Exercise >> Wherever the word "ConnectionHandler" shows up in the data, report the line it sits in.

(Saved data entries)
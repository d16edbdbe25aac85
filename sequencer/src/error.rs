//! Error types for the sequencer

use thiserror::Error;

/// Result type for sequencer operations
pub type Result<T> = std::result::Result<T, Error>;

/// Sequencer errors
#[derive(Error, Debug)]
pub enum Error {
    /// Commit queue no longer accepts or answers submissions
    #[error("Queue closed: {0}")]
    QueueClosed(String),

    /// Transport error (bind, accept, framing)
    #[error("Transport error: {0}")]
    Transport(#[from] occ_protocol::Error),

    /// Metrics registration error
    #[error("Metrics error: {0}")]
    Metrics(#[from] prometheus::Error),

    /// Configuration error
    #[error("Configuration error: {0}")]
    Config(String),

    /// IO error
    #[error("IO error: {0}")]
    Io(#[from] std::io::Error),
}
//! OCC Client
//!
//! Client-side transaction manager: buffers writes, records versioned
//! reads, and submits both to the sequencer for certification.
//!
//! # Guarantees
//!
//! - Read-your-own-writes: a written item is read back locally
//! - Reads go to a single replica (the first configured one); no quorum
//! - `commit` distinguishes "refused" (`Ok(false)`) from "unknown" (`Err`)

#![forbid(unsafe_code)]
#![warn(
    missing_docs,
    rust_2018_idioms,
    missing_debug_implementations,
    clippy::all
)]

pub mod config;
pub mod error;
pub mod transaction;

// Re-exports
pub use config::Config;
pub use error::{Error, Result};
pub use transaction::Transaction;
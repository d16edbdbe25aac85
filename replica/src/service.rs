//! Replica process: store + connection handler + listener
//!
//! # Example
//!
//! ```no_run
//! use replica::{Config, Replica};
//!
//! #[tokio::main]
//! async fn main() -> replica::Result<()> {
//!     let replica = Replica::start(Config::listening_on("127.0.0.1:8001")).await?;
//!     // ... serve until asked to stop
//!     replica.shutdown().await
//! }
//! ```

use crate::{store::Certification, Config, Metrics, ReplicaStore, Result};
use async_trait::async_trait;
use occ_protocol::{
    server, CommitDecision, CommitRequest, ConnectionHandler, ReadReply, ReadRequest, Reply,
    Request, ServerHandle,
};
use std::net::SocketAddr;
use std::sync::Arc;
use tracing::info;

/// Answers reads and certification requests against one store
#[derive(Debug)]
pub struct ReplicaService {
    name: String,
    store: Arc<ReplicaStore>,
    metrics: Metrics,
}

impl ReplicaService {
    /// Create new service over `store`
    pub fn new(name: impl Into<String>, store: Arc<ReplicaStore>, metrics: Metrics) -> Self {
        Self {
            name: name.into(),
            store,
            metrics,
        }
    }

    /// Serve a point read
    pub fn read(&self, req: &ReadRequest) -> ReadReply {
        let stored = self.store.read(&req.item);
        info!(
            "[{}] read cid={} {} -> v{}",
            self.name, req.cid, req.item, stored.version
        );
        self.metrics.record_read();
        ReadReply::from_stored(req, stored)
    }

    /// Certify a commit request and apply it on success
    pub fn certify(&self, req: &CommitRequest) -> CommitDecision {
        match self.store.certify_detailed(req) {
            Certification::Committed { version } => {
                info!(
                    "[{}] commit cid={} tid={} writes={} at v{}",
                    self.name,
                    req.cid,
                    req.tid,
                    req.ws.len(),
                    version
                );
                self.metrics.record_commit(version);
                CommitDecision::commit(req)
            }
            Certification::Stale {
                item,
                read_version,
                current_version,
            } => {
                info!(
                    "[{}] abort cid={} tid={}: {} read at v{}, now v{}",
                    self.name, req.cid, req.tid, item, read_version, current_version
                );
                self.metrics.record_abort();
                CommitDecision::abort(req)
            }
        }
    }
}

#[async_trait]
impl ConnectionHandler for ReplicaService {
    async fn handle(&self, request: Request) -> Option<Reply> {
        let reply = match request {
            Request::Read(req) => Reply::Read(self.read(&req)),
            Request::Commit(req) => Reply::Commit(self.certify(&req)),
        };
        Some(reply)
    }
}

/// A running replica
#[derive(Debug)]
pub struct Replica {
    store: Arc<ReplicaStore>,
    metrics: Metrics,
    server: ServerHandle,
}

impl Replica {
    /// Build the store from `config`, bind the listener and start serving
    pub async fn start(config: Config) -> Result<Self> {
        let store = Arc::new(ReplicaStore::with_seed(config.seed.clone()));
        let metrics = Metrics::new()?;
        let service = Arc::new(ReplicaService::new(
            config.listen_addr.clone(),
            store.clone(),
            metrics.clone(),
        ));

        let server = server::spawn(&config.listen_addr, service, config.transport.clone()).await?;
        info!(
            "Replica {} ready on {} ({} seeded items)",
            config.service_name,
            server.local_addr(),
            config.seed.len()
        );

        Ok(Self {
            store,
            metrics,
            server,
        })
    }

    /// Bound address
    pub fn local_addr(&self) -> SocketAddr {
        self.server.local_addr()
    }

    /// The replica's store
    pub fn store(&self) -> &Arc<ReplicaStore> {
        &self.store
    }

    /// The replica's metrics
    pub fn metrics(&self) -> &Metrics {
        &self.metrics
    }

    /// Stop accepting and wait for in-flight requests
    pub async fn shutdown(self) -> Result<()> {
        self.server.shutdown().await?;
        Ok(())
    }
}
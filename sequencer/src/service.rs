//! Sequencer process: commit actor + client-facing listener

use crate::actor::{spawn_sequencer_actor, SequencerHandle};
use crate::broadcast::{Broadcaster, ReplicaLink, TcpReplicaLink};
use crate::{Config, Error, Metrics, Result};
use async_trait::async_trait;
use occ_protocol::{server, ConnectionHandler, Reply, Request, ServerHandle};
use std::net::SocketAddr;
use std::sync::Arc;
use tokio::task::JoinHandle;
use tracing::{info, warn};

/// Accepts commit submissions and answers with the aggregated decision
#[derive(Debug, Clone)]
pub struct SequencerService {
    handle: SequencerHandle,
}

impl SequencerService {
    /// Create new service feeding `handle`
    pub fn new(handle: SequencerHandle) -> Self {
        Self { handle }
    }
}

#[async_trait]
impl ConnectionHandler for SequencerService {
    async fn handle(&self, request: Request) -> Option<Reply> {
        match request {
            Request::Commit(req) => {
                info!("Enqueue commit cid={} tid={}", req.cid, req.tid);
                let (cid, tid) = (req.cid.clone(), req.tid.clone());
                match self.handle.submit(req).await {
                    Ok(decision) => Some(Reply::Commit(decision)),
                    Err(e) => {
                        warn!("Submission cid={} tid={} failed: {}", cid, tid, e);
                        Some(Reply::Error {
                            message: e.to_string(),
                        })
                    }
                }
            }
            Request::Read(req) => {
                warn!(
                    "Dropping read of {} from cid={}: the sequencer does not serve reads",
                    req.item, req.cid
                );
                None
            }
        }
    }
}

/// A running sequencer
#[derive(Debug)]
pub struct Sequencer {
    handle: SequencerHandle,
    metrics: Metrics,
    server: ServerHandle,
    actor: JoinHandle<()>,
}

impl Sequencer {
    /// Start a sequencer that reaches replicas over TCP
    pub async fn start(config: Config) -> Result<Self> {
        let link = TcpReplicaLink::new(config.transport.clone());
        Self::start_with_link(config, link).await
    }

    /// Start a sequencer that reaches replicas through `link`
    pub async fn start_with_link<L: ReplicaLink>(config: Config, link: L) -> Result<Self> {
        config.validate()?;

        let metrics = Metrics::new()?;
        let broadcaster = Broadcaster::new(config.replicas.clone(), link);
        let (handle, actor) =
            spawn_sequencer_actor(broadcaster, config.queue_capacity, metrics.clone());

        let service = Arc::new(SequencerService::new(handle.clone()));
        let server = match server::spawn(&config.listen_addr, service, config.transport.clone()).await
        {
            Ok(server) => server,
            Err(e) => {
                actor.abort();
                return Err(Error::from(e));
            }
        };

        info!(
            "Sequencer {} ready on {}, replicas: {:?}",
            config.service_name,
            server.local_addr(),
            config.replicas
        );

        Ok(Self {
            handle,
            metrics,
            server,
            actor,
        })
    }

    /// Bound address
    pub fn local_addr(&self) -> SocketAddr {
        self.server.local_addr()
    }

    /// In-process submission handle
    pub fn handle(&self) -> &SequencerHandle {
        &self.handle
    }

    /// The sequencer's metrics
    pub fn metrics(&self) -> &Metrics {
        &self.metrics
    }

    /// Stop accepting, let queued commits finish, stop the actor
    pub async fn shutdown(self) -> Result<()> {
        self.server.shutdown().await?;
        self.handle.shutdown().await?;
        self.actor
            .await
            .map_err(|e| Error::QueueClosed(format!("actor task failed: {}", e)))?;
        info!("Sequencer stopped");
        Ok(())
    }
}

Problem solution >>
    server, CommitDecision, CommitRequest, ConnectionHandler, ReadReply, ReadRequest, Reply,
impl ConnectionHandler for ReplicaService {
use occ_protocol::{server, ConnectionHandler, Reply, Request, ServerHandle};
impl ConnectionHandler for SequencerService {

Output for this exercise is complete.